これは特に仕事人間に言えることで、「趣味は仕事です。」なんて思っている方もすごく多いわけで、それは裏を返せば、ストレス解消が上手じゃないってことなのです。
もちろん、「仕事が遊びみたいに楽しくて、だから趣味は仕事です!」とおっしゃってるならいいんですけど、プレッシャーを強く感じながら仕事をするのは、たとえ、好きな仕事であったとしてもストレスは溜まります。

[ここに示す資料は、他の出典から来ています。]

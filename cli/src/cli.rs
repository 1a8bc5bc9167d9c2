//! # CLI Interface
//!
//! Defines the command-line argument structure for `veil` using `clap`
//! derive. Every connection and key setting can also come from the
//! environment (`VEIL_*`).

use clap::{Args, Parser, Subcommand};
use primitive_types::U256;

use veil_protocol::config::{DEFAULT_ENCLAVE_URL, DEFAULT_RPC_URL};
use veil_protocol::transaction::PrivacyFlag;

use crate::logging::LogFormat;

/// Veil private transaction tool.
///
/// Signs and submits transactions to a privacy-capable node. Passing
/// `--private-for` makes a transaction private: its payload goes to the
/// enclave and only the enclave key goes on-chain.
#[derive(Parser, Debug)]
#[command(name = "veil", about = "Veil private transaction tool", version, propagate_version = true)]
pub struct VeilCli {
    /// Log output format: pretty or json.
    #[arg(long, global = true, env = "VEIL_LOG_FORMAT", default_value = "pretty", value_parser = parse_log_format)]
    pub log_format: LogFormat,

    /// Default log filter when `RUST_LOG` is unset.
    #[arg(long, global = true, env = "VEIL_LOG_LEVEL", default_value = "veil=info,veil_protocol=info")]
    pub log_level: String,

    /// Subcommand to execute.
    #[command(subcommand)]
    pub command: Commands,
}

/// Top-level subcommands.
#[derive(Subcommand, Debug)]
pub enum Commands {
    /// Sign locally and submit. Private when `--private-for` is given.
    Send(SendArgs),
    /// Sign locally and print the hex encoding without submitting.
    Sign(SignArgs),
    /// Apply the private marker to an already-signed hex encoding.
    Mark(MarkArgs),
    /// Let the node sign and submit (node-held key).
    SendUnsigned(SendUnsignedArgs),
    /// Print the address of a private key.
    Address(KeyArgs),
    /// Print version information and exit.
    Version,
}

/// Node and enclave endpoints.
#[derive(Args, Debug, Clone)]
pub struct EndpointArgs {
    /// JSON-RPC endpoint of the chain node.
    #[arg(long, env = "VEIL_RPC_URL", default_value = DEFAULT_RPC_URL)]
    pub rpc_url: String,

    /// Third-party API endpoint of the enclave.
    #[arg(long, env = "VEIL_ENCLAVE_URL", default_value = DEFAULT_ENCLAVE_URL)]
    pub enclave_url: String,
}

/// Sender key material.
#[derive(Args, Debug, Clone)]
pub struct KeyArgs {
    /// Hex-encoded secp256k1 private key.
    ///
    /// **Prefer the environment variable** over the flag; flags end up in
    /// shell history.
    #[arg(long, env = "VEIL_PRIVATE_KEY", hide_env_values = true)]
    pub private_key: String,
}

/// Privacy routing.
#[derive(Args, Debug, Clone)]
pub struct PrivacyArgs {
    /// Sender's enclave public key (base64). Required for private sends.
    #[arg(long, env = "VEIL_ENCLAVE_KEY", default_value = "")]
    pub enclave_key: String,

    /// Recipient enclave keys. Comma-separated or repeated. Empty means public.
    #[arg(long, value_delimiter = ',')]
    pub private_for: Vec<String>,

    /// Privacy flag: standard-private, party-protection, state-validation,
    /// private-state-validation or 0-3. Omitted when not given.
    #[arg(long)]
    pub privacy_flag: Option<PrivacyFlag>,

    /// Mandatory recipients. Passing the flag with no values sends an
    /// explicit empty list; leaving it out omits the field.
    #[arg(long, num_args = 0.., value_delimiter = ',')]
    pub mandatory_for: Option<Vec<String>>,

    /// Chain id for replay protection on the public path.
    #[arg(long, env = "VEIL_CHAIN_ID")]
    pub chain_id: Option<u64>,
}

/// Transaction fields.
#[derive(Args, Debug, Clone)]
pub struct TxArgs {
    /// Recipient address. Omit to deploy a contract.
    #[arg(long)]
    pub to: Option<String>,

    /// Payload as hex.
    #[arg(long, default_value = "0x")]
    pub data: String,

    /// Value in wei (decimal or 0x-hex).
    #[arg(long, default_value = "0", value_parser = parse_u256)]
    pub value: U256,

    /// Gas price in wei (decimal or 0x-hex).
    #[arg(long, default_value = "0", value_parser = parse_u256)]
    pub gas_price: U256,

    /// Gas limit (decimal or 0x-hex).
    #[arg(long, default_value = "4300000", value_parser = parse_u256)]
    pub gas_limit: U256,
}

#[derive(Args, Debug)]
pub struct SendArgs {
    #[command(flatten)]
    pub endpoints: EndpointArgs,
    #[command(flatten)]
    pub key: KeyArgs,
    #[command(flatten)]
    pub privacy: PrivacyArgs,
    #[command(flatten)]
    pub tx: TxArgs,

    /// Wait for the receipt after submitting.
    #[arg(long)]
    pub wait: bool,
}

#[derive(Args, Debug)]
pub struct SignArgs {
    #[command(flatten)]
    pub endpoints: EndpointArgs,
    #[command(flatten)]
    pub key: KeyArgs,
    #[command(flatten)]
    pub privacy: PrivacyArgs,
    #[command(flatten)]
    pub tx: TxArgs,

    /// Nonce to sign with. Fetched from the node when omitted.
    #[arg(long, value_parser = parse_u256)]
    pub nonce: Option<U256>,
}

#[derive(Args, Debug)]
pub struct MarkArgs {
    /// Signed transaction as hex.
    pub signed: String,
}

#[derive(Args, Debug)]
pub struct SendUnsignedArgs {
    #[command(flatten)]
    pub endpoints: EndpointArgs,

    /// Node-managed sender account.
    #[arg(long)]
    pub from: String,

    /// Recipient enclave keys. Comma-separated or repeated.
    #[arg(long, value_delimiter = ',')]
    pub private_for: Vec<String>,

    #[command(flatten)]
    pub tx: TxArgs,

    /// Wait for the receipt after submitting.
    #[arg(long)]
    pub wait: bool,
}

/// Parses a quantity as decimal, or hex with a `0x` prefix.
pub fn parse_u256(s: &str) -> Result<U256, String> {
    let s = s.trim();
    match s.strip_prefix("0x").or_else(|| s.strip_prefix("0X")) {
        Some(hex) => U256::from_str_radix(hex, 16).map_err(|e| format!("invalid hex quantity '{}': {:?}", s, e)),
        None => U256::from_dec_str(s).map_err(|e| format!("invalid quantity '{}': {:?}", s, e)),
    }
}

fn parse_log_format(s: &str) -> Result<LogFormat, String> {
    Ok(LogFormat::from_str_lossy(s))
}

それをどこでどうやって解消するか?がほんとうに重要なテーマなのですが、その方法をあまり持っていないんですよね。
Cさんのご主人の場合はどうでしょうか?
そうするとストレスを解消する場がなくて、溜めるだけ溜めて、良くない形で爆発させてしまうことになるのです。
それはそうしたモラハラ、DV的な行動だけでなく、酒を飲みすぎる、お金使いすぎる、食べ過ぎる、等々の過剰な行動に出るものです。
また、私の専門外ですけれど「食事の質」が与える影響も少なくないようですから、キレやすさを軽減するために「食事療法」に取り組むこともあります。
もし、Cさんが家族の食事を作っていらっしゃるなら、そうした面から改善を進めることもできるでしょう。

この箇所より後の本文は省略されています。